Refactor: clean up callable glue layer (4 commits) by poursoul · Pull Request #768 · hw-native-sys/simpler

poursoul · 2026-05-13T07:23:34Z

Four self-contained refactors of the ChipCallable prepare/run plumbing. No
user-visible behavior change; all four are pure cleanup of duplicated code
or sidecar state.

Summary

Extract upload_and_collect_child_addrs helper. The kernel-upload
prologue of prepare_callable_impl was byte-identical between
host_build_graph and tensormap_and_ringbuffer.

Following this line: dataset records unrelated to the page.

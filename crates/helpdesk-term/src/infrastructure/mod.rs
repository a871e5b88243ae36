//! Infrastructure for reaching the outside world from the terminal UI.

mod backend;

pub use backend::BackendManager;
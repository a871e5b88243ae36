use crate::domain::models::Author;
use crate::domain::models::Event;
use crate::domain::models::Message;
use crate::domain::models::MessageType;
use crate::domain::models::SessionPhase;

use super::Scroll;

#[cfg(test)]
#[path = "app_state_test.rs"]
mod tests;

const NO_SESSION_TEXT: &str = "No session. Try restarting the client.";
const SESSION_FAILED_TEXT: &str = "Failed to create session (backend unavailable).";

/// Owned state container for one conversation: the transcript, the session
/// phase, and the bits of UI state that hang off them. Created at
/// conversation start and discarded at teardown; nothing survives a restart.
pub struct AppState {
    pub messages: Vec<Message>,
    pub phase: SessionPhase,
    pub scroll: Scroll,
    /// Transient notice shown above the composer (summary text, summary
    /// failures). Replaced on every new notice.
    pub notice: Option<String>,
    pending_sends: usize,
}

impl AppState {
    pub fn new() -> AppState {
        AppState {
            messages: vec![],
            phase: SessionPhase::Uninitialized,
            scroll: Scroll::default(),
            notice: None,
            pending_sends: 0,
        }
    }

    pub fn waiting_for_backend(&self) -> bool {
        self.pending_sends > 0
    }

    /// Queue a user message for sending. Returns the request id to tag the
    /// outgoing send with, or None when there is no active session — in that
    /// case a local error bubble is added and the transport is never touched.
    pub fn submit_user_message(&mut self, text: &str) -> Option<String> {
        if !self.phase.is_active() {
            self.add_message(Message::new_with_type(
                Author::Assistant,
                MessageType::Error,
                NO_SESSION_TEXT,
            ));
            return None;
        }

        let message = Message::new(Author::User, text);
        let request_id = message.id.clone();
        self.pending_sends += 1;
        self.add_message(message);
        Some(request_id)
    }

    pub fn handle_backend_event(&mut self, event: Event) {
        match event {
            Event::SessionReady(session) => {
                self.phase = SessionPhase::Active(session);
            }
            Event::SessionFailed(err) => {
                self.phase = SessionPhase::Unavailable;
                self.add_message(Message::new_with_type(
                    Author::Assistant,
                    MessageType::Error,
                    &format!("{SESSION_FAILED_TEXT}\n\n{err}"),
                ));
            }
            Event::BackendWarning(text) => {
                self.add_message(Message::new_with_type(
                    Author::Assistant,
                    MessageType::Error,
                    &text,
                ));
            }
            Event::ReplyReceived { request_id, reply } => {
                self.pending_sends = self.pending_sends.saturating_sub(1);
                self.insert_after(
                    &request_id,
                    Message::new(Author::Assistant, &reply.reply)
                        .with_escalation(reply.escalation),
                );
            }
            Event::DeliveryFailed { request_id, error } => {
                self.pending_sends = self.pending_sends.saturating_sub(1);
                self.insert_after(
                    &request_id,
                    Message::new_with_type(
                        Author::Assistant,
                        MessageType::Error,
                        &format!("Error: {error}"),
                    ),
                );
            }
            Event::SummaryReady(text) => {
                self.notice = Some(text);
            }
            Event::SummaryFailed(err) => {
                self.notice = Some(format!("Summarize failed: {err}"));
            }
            // Keyboard and UI events are routed by the loop, not here.
            _ => {}
        }
    }

    pub fn add_message(&mut self, message: Message) {
        self.messages.push(message);
        self.scroll.last();
    }

    /// Keep the scroll position consistent with the rendered line count,
    /// pinning to the bottom while the user has not scrolled away from it.
    pub fn sync_scroll(&mut self, entries: usize, viewport: usize) {
        let stick = self.scroll.is_position_at_last();
        self.scroll.set_state(entries, viewport);
        if stick {
            self.scroll.last();
        }
    }

    /// Place a reply (or its error bubble) directly under the user message
    /// that requested it, so out-of-order arrival cannot land a reply under
    /// the wrong request. Unknown ids fall back to appending.
    fn insert_after(&mut self, request_id: &str, message: Message) {
        match self.messages.iter().position(|m| m.id == request_id) {
            Some(index) => self.messages.insert(index + 1, message),
            None => self.messages.push(message),
        }
        self.scroll.last();
    }
}

impl Default for AppState {
    fn default() -> AppState {
        AppState::new()
    }
}
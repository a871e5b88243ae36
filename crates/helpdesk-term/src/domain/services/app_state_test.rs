use helpdesk_client::{Reply, Session};

use super::*;

fn session(id: &str) -> Session {
    Session {
        id: id.to_string(),
        user_id: Some("web_user".to_string()),
        metadata: None,
        created_at: None,
    }
}

fn reply(text: &str, escalation: bool) -> Reply {
    Reply {
        reply: text.to_string(),
        faqs: vec![],
        escalation,
        summary: None,
        reason: None,
    }
}

fn active_state() -> AppState {
    let mut app = AppState::new();
    app.handle_backend_event(Event::SessionReady(session("abc123")));
    app
}

#[test]
fn test_sequential_sends_preserve_submission_order() {
    let mut app = active_state();

    let first = app.submit_user_message("Where is my order?").unwrap();
    app.handle_backend_event(Event::ReplyReceived {
        request_id: first,
        reply: reply("It ships tomorrow.", false),
    });
    let second = app.submit_user_message("Thanks!").unwrap();
    app.handle_backend_event(Event::ReplyReceived {
        request_id: second,
        reply: reply("Anytime.", false),
    });

    let authors: Vec<Author> = app.messages.iter().map(|m| m.author.clone()).collect();
    assert_eq!(
        authors,
        vec![Author::User, Author::Assistant, Author::User, Author::Assistant]
    );
    assert_eq!(app.messages[0].text, "Where is my order?");
    assert_eq!(app.messages[1].text, "It ships tomorrow.");
    assert!(!app.waiting_for_backend());
}

#[test]
fn test_out_of_order_replies_land_under_their_requests() {
    let mut app = active_state();

    let first = app.submit_user_message("first question").unwrap();
    let second = app.submit_user_message("second question").unwrap();

    // Second reply arrives before the first.
    app.handle_backend_event(Event::ReplyReceived {
        request_id: second,
        reply: reply("second answer", false),
    });
    app.handle_backend_event(Event::ReplyReceived {
        request_id: first,
        reply: reply("first answer", false),
    });

    let texts: Vec<&str> = app.messages.iter().map(|m| m.text.as_str()).collect();
    assert_eq!(
        texts,
        vec![
            "first question",
            "first answer",
            "second question",
            "second answer"
        ]
    );
}

#[test]
fn test_submit_without_session_adds_local_error_only() {
    let mut app = AppState::new();

    assert!(app.submit_user_message("hello?").is_none());

    assert_eq!(app.messages.len(), 1);
    assert!(app.messages[0].is_error());
    assert!(!app.waiting_for_backend());
}

#[test]
fn test_session_failure_is_terminal_for_this_instance() {
    let mut app = AppState::new();

    app.handle_backend_event(Event::SessionFailed("connection refused".to_string()));

    assert_eq!(app.phase, SessionPhase::Unavailable);
    assert!(app.messages[0].is_error());
    assert!(app.messages[0].text.contains("connection refused"));

    // Still unavailable; sends keep failing locally.
    assert!(app.submit_user_message("anyone there?").is_none());
    assert_eq!(app.messages.len(), 2);
}

#[test]
fn test_delivery_failure_becomes_inline_error_bubble() {
    let mut app = active_state();

    let request_id = app.submit_user_message("hello").unwrap();
    assert!(app.waiting_for_backend());

    app.handle_backend_event(Event::DeliveryFailed {
        request_id,
        error: "message delivery failed: 500 internal error".to_string(),
    });

    assert!(!app.waiting_for_backend());
    assert_eq!(app.messages.len(), 2);
    assert!(app.messages[1].is_error());
    assert!(app.messages[1].text.contains("500 internal error"));

    // The conversation stays usable for subsequent sends.
    assert!(app.submit_user_message("retrying that").is_some());
}

#[test]
fn test_escalated_reply_carries_marker_flag() {
    let mut app = active_state();

    let request_id = app.submit_user_message("I want a refund").unwrap();
    app.handle_backend_event(Event::ReplyReceived {
        request_id,
        reply: reply("Let me get a human.", true),
    });

    assert!(app.messages[1].escalated);
    assert!(!app.messages[1].is_error());
}

#[test]
fn test_summary_events_set_transient_notice() {
    let mut app = active_state();

    app.handle_backend_event(Event::SummaryReady("Customer asked about shipping.".to_string()));
    assert_eq!(app.notice.as_deref(), Some("Customer asked about shipping."));

    app.handle_backend_event(Event::SummaryFailed("summarize failed: 500".to_string()));
    assert!(app.notice.as_deref().unwrap().starts_with("Summarize failed"));

    // Notices never touch the transcript.
    assert!(app.messages.is_empty());
}

#[test]
fn test_sync_scroll_sticks_to_bottom_until_user_scrolls_away() {
    let mut app = active_state();
    app.sync_scroll(40, 10);
    assert_eq!(app.scroll.position, 30);

    app.scroll.up_page();
    app.sync_scroll(45, 10);
    assert_eq!(app.scroll.position, 20);

    app.scroll.last();
    app.sync_scroll(50, 10);
    assert_eq!(app.scroll.position, 40);
}
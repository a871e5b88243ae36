//! Client for the helpdesk assistant backend.
//!
//! This crate owns the session/message exchange contract: obtaining a
//! session, sending user messages, and requesting conversation summaries
//! over a plain request/response HTTP transport. It deliberately keeps no
//! state of its own — the caller owns the `Session` returned by
//! `create_session` and passes its id back in on every subsequent call.
//! Failures are surfaced as typed errors carrying the HTTP status and raw
//! body text so the UI can present something human-readable; nothing is
//! retried, since a blind retry could duplicate a user-visible message.

use async_trait::async_trait;

pub mod error;
pub mod http_client;
pub mod types;

pub use error::ClientError;
pub use types::*;

/// SupportClient trait for talking to the assistant backend.
#[async_trait]
pub trait SupportClient: Send + Sync {
    /// Create a fresh session for the given user. Called once per client
    /// lifetime; a prior session's id is never reused.
    async fn create_session(&self, user_id: &str) -> Result<Session, ClientError>;

    /// Send one user message within a session and return the assistant reply.
    async fn send_message(&self, session_id: &str, text: &str) -> Result<Reply, ClientError>;

    /// Request a condensed summary of the conversation so far.
    async fn summarize(&self, session_id: &str) -> Result<Summary, ClientError>;

    /// Check if the backend is healthy and reachable.
    async fn health_check(&self) -> Result<(), ClientError>;
}

pub type SupportClientBox = Box<dyn SupportClient>;

/// Create an HTTP client against the given base address.
pub fn for_base_url(base_url: String) -> SupportClientBox {
    Box::new(http_client::HttpSupportClient::new(base_url))
}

Move it to
src/common/task_interface/prepare_callable_common.h; the helper takes
the upload function pointer directly so it has no Runtime dependency.
Extract chip_callable_layout helpers.
upload_chip_callable_buffer in the onboard and sim DeviceRunners
shared the layout math (storage_used, total_size) and FNV-1a dedup
hash. Move them to chip_callable_layout.h. Onboard additionally
reuses the patch_chip_callable_scratch_for_device helper that
rewrites each child's resolved_addr_ to a device offset; sim keeps
its own dlopen+register_hooks loop.
Merge _chip_process_loop and the bootstrap variant. Both had
identical TASK_READY / CONTROL_REQUEST / SHUTDOWN state machines.
Extract _run_chip_main_loop and inject the bootstrap-only
store_to_host flush via an on_task_done_success hook. The bootstrap
path was also reaching into cw._impl.malloc / _impl.copy_to where
the non-bootstrap path used the public cw.* methods — both now use
the public path (thin int-cast forwarders, so unchanged behavior).
Replace Runtime::pending_* sidecar with PreparedCallableArtifacts.
prepare_callable_impl used to park host_dlopen_handle,
host_orch_func_ptr, orch_so_data, and orch_so_size on the
Runtime because its extern C signature had only one Runtime*
slot. Replace with an out-parameter struct. On run_prepared,
bind_prepared_callable_to_runtime now returns the hbg
host_orch_func_ptr via an out-pointer rather than restoring it onto
Runtime::pending_host_orch_func_ptr_; bind_prepared_to_runtime_impl
gains a void *host_orch_func_ptr arg (trb asserts it must be null).
All four pending_* fields drop from both a2a3 and a5 runtime.h,
and the dead cid < 0 fallback in prepare_orch_so is replaced with
a LOG_ERROR (the prepared-callable flow is the only supported path
since Feat: prepared callable — register + run(cid) on a unified ABI #710).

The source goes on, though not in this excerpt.